LD-LPM : Pourquoi démarcher les distributeurs plutôt que les autres maillons de la filière ?
BS :
Nous le faisons aussi et ressentons un réel intérêt. Mais on ne peut pas contourner la grande distribution, qui impose bien souvent ses choix. La traçabilité a un prix. Si les GMS ne sont pas convaincues à 100 %, elles se tourneront vers des produits moins onéreux. Au mieux, elles référenceront les produits, mais ils resteront cantonnés à un marché de niche, comme le sont ceux issus du commerce équitable. L’idée est de jouer l’effet volume, par le biais de la grande distribution, pour envoyer aux producteurs des signaux de marchés forts.

LD-LPM : Comment y parvenir ?
BS :
Pour la filière volaille, par exemple, la production est concentrée. Les fournisseurs à l’origine des MDD produisent aussi souvent sous leur propre marque. Une fois le modèle en place, ils peuvent se l’approprier. Dans cette logique, il faut qu’un maximum d’en­seignes décide de se lancer. Notre ambition est, qu’à terme, les produits certifiés deviennent les standards.

LD-LPM : Vous l’avez dit, la traçabilité a un coût. Comment convaincre la grande distribution de l’accepter ?
BS :
C’est là toute la difficulté, d’autant que l’on s’intéresse aux MDD souvent peu chères et nerf de la guerre pour le pouvoir d’achat. La marge de manœuvre en terme de prix est donc mince. A nous de les convaincre.
Dans l’exemple du bois, le certifié est environ 30 % plus cher. Les hausses sur le produit, de 0 à 20 %, ont été transmises en totalité sur le prix au consommateur. Mais cela n’a pas pesé sur les ventes. En cinq ans, la totalité de l’approvisionnement en bois de certains de nos membres, comme E. Leclerc par exemple, a basculé en 100 % certifié. Mais l’enseigne offre toutes les gammes de prix, qui diffèrent selon les essences. Chaque portefeuille trouve donc toujours son bonheur !

LD-LPM : N’est-ce pas utopiste de vouloir faire du certifié le standard, alors que les filières tracées ont du mal à s’imposer, comme on le voit pour les OGM ?
BS :
Il y a dix ans, nous étions dans une situation similaire pour le bois. Nous sommes arrivés à transformer l’industrie! Il est aujourd’hui très rare de trouver du mobilier de jardin non certifié. Concernant le non-OGM, il n’est pas valorisé en bout de chaîne. Les consommateurs ne sont pas sensibilisés à la question des OGM dans l’alimentation animale, et il n’y a donc pas encore de pression forte de l’aval.

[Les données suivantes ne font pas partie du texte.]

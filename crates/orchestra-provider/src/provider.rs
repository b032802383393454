//! Provider trait
//!
//! Every backend (local model set, hosted router, local daemon) implements
//! [`Provider`] and is registered with the orchestrator as an
//! `Arc<dyn Provider>`. Backend kind is fixed at construction; callers never
//! branch on the concrete type.

use async_trait::async_trait;
use orchestra_core::{
    CompletionRequest, CompletionResponse, ProviderCapabilities, ProviderKind, ProviderMetrics,
    ProviderStatus, Result,
};
use std::fmt;

/// One backend able to serve completion requests
#[async_trait]
pub trait Provider: Send + Sync + fmt::Debug {
    /// Unique id used for routing and cache fingerprints
    fn id(&self) -> &str;

    fn kind(&self) -> ProviderKind;

    /// Cheap local check whether the provider can take requests at all
    fn is_available(&self) -> bool;

    /// Model names this provider can serve
    ///
    /// # Errors
    /// - transport or configuration errors for remote providers
    async fn list_models(&self) -> Result<Vec<String>>;

    /// Probe the backend
    async fn test_connection(&self) -> bool;

    /// Run one completion
    ///
    /// Implementations record the outcome in their own counters before
    /// returning, whether it succeeded or not. A call whose future is dropped
    /// counts as failed, see [`crate::RequestTracker`].
    ///
    /// # Errors
    /// - any [`orchestra_core::OrchestraError`]; the kind drives retry decisions
    async fn execute_completion(&self, request: &CompletionRequest) -> Result<CompletionResponse>;

    fn capabilities(&self) -> ProviderCapabilities;

    fn status(&self) -> ProviderStatus;

    fn metrics(&self) -> ProviderMetrics;
}

#[cfg(test)]
mod tests {
    use super::*;
    use std::sync::Arc;

    #[test]
    fn provider_is_object_safe() {
        fn assert_object(_: Option<Arc<dyn Provider>>) {}
        assert_object(None);
    }
}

LD-LPM : Quelle est l’avancée de vos travaux  ?
BS :
Notre démarche reçoit un bon accueil. Nous développons des pilotes pour le soja avec une grande enseigne française. Les critères de certification sont encore à l’étude. Nous suivons les travaux du RTRS(*) et du critère de Bâle. Pour l’huile de palme, plusieurs distributeurs européens, dont Carrefour pour l’Hexagone, participent à la table ronde sur le dossier RSPO(**). Les représentants des grandes surfaces sont néanmoins vagues dans leurs engagements d’achats en terme de volumes. C’est pourquoi nous travaillons avec d’autres enseignes à mesurer leur empreinte huile de palme afin de prendre concrètement les meilleures mesures. La crise les rend frileux. Par ailleurs, il y a encore peu d’exploitations certifiées, ce qui rend l’offre encore limitée. 

LD-LPM : Comment sensibiliser le consommateur ?
BS :
S’il a conscience de l’impact de l’achat de produits en bois sur la déforestation, il mesure rarement l’influence de sa consommation générale sur les forêts. Pourtant, de son croissant du petit-déjeuner acheté en GMS, contenant de l’huile de palme, à ses chaussures fabriquées en Chine avec du cuir de bœuf brésilien, l’empreinte forestière d’un Français est forte. Pour illustration, alimentaires ou non, 10 % des références de grandes surfaces contiennent de l’huile de palme !
Il faut néanmoins faire très attention à la façon dont nous communiquerons et prendre garde à ne pas affoler l’opinion publique en diabolisant les autres produits. Notre but est que, quel que soit son achat, le client ait la garantie de la durabilité en matière forestière du produit qu’il achète.